Every line in the records below that holds the word "data" is to be copied.
#####
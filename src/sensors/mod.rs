/*
 * Copyright (C) 2025 Pedro Henrique / phdev13
 *
 * File: src/sensors/mod.rs
 *
 * This module is the Rust interface to the motion sensor. It defines the
 * black-box device contract (`DmpDevice`) exposed by the MPU6050/DMP library,
 * the capability interface the acquisition loop polls (`FifoSource`), and the
 * shared data types that flow between them.
 *
 * The main components are:
 * - `ffi`: Runtime-loaded bindings to the C device library.
 * - `dmp_math`: Quaternion -> gravity -> yaw/pitch/roll conversion.
 * - `session`: The `SensorSession`, which owns the device and its readiness.
 *
 * Dependencies:
 *   - thiserror: For ergonomic error handling.
 *   - libloading: For loading the device library (see `ffi`).
 *   - nalgebra: For quaternion and vector math (see `dmp_math`).
 *
 * SPDX-License-Identifier: AGPL-3.0 license
 */

//! # Sensor Subsystem
//!
//! Device contract, readiness tracking and DMP packet conversion.

/// Runtime-loaded bindings to the MPU6050 DMP device library.
pub mod ffi;
/// Pure conversion math from raw DMP packets to Euler angles.
pub mod dmp_math;
/// The long-lived sensor session owned by the acquisition loop.
pub mod session;

use std::fmt;
use thiserror::Error;

/// Size of the scratch buffer a single FIFO packet is drained into.
pub const FIFO_BUFFER_LEN: usize = 64;

/// Orientation angles in radians, as produced by the DMP conversion.
#[derive(Debug, Clone, Copy, PartialEq)]
pub struct YawPitchRoll {
    /// Rotation about the Z axis.
    pub yaw: f32,
    /// Nose up/down, about the Y axis.
    pub pitch: f32,
    /// Tilt left/right, about the X axis.
    pub roll: f32,
}

/// A single orientation reading in degrees, ready to be published.
#[derive(Debug, Clone, Copy, PartialEq)]
pub struct OrientationSample {
    /// Yaw in degrees.
    pub yaw: f32,
    /// Pitch in degrees.
    pub pitch: f32,
    /// Roll in degrees.
    pub roll: f32,
}

impl From<YawPitchRoll> for OrientationSample {
    fn from(ypr: YawPitchRoll) -> Self {
        Self {
            yaw: ypr.yaw.to_degrees(),
            pitch: ypr.pitch.to_degrees(),
            roll: ypr.roll.to_degrees(),
        }
    }
}

/// Result of loading the DMP firmware, as reported by `dmpInitialize`.
#[derive(Debug, Clone, Copy, PartialEq, Eq)]
pub enum DmpStatus {
    /// The firmware loaded and the DMP is configured.
    Ok,
    /// Code 1: the initial firmware memory load failed.
    MemoryLoadFailed,
    /// Code 2: the DMP configuration updates failed.
    ConfigUpdateFailed,
    /// Any other non-zero code.
    Unknown(u8),
}

impl DmpStatus {
    /// The raw device status code.
    pub fn code(self) -> u8 {
        match self {
            DmpStatus::Ok => 0,
            DmpStatus::MemoryLoadFailed => 1,
            DmpStatus::ConfigUpdateFailed => 2,
            DmpStatus::Unknown(code) => code,
        }
    }
}

impl From<u8> for DmpStatus {
    fn from(code: u8) -> Self {
        match code {
            0 => DmpStatus::Ok,
            1 => DmpStatus::MemoryLoadFailed,
            2 => DmpStatus::ConfigUpdateFailed,
            other => DmpStatus::Unknown(other),
        }
    }
}

impl fmt::Display for DmpStatus {
    fn fmt(&self, f: &mut fmt::Formatter<'_>) -> fmt::Result {
        match self {
            DmpStatus::Ok => write!(f, "ok (code 0)"),
            DmpStatus::MemoryLoadFailed => write!(f, "initial memory load failed (code 1)"),
            DmpStatus::ConfigUpdateFailed => {
                write!(f, "DMP configuration updates failed (code 2)")
            }
            DmpStatus::Unknown(code) => write!(f, "unknown device status (code {})", code),
        }
    }
}

/// The primary error type for the sensor subsystem.
#[derive(Debug, Error)]
pub enum SensorError {
    /// The device library could not be loaded.
    #[error("Failed to load device library from '{path}': {source}")]
    LibraryLoad {
        /// Path that was attempted.
        path: String,
        /// The loader error.
        #[source]
        source: libloading::Error,
    },

    /// A required symbol is missing from the device library.
    #[error("Symbol '{symbol}' not found in device library '{path}': {source}")]
    SymbolNotFound {
        /// Path of the loaded library.
        path: String,
        /// The missing symbol.
        symbol: String,
        /// The loader error.
        #[source]
        source: libloading::Error,
    },

    /// `dmpInitialize` returned a non-zero status.
    #[error("DMP initialization failed: {0}")]
    DmpInit(DmpStatus),

    /// The device reported a packet size the drain buffer cannot hold.
    #[error("Unsupported DMP packet size {size} (must be {min}..={max})")]
    UnsupportedPacketSize {
        /// Reported packet size.
        size: u16,
        /// Smallest size that still carries a quaternion.
        min: usize,
        /// Largest size the drain buffer holds.
        max: usize,
    },
}

/// The raw device contract exposed by the MPU6050 DMP library.
///
/// Mirrors the library's calls one to one. None of them can fail at this
/// level; failures surface only through `dmp_initialize`'s status.
pub trait DmpDevice {
    /// Powers up the device and applies its default configuration.
    fn initialize(&mut self);
    /// Checks the WHO_AM_I register.
    fn test_connection(&mut self) -> bool;
    /// Uploads the DMP firmware and configuration.
    fn dmp_initialize(&mut self) -> DmpStatus;
    /// Turns the DMP on or off.
    fn set_dmp_enabled(&mut self, enabled: bool);
    /// Reads the interrupt status register.
    fn int_status(&mut self) -> u8;
    /// Size of one DMP packet in bytes.
    fn dmp_packet_size(&mut self) -> u16;
    /// Number of bytes currently buffered in the FIFO.
    fn fifo_count(&mut self) -> u16;
    /// Reads `buf.len()` bytes from the FIFO.
    fn fifo_bytes(&mut self, buf: &mut [u8]);
    /// Discards everything in the FIFO.
    fn reset_fifo(&mut self);
}

/// The capability interface the acquisition loop polls.
pub trait FifoSource {
    /// `true` once the DMP is loaded and enabled.
    fn is_ready(&self) -> bool;
    /// Expected packet size in bytes.
    fn packet_size(&self) -> usize;
    /// Current FIFO fill level in bytes.
    fn fifo_count(&mut self) -> u16;
    /// Reads exactly one packet into the head of `buf`.
    ///
    /// The caller must have checked `fifo_count() >= packet_size()`.
    fn drain_packet(&mut self, buf: &mut [u8; FIFO_BUFFER_LEN]);
    /// Discards all buffered device data.
    fn reset_fifo(&mut self);
    /// Decodes a drained packet into yaw/pitch/roll in radians.
    fn convert(&self, packet: &[u8; FIFO_BUFFER_LEN]) -> YawPitchRoll;
}

pub mod prelude {
    //! A "prelude" for convenient imports of this module's main types.
    pub use super::{
        session::SensorSession, DmpDevice, DmpStatus, FifoSource, OrientationSample,
        SensorError, YawPitchRoll,
    };
}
#####
[Task response]
 * shared data types that flow between them.
    /// Discards all buffered device data.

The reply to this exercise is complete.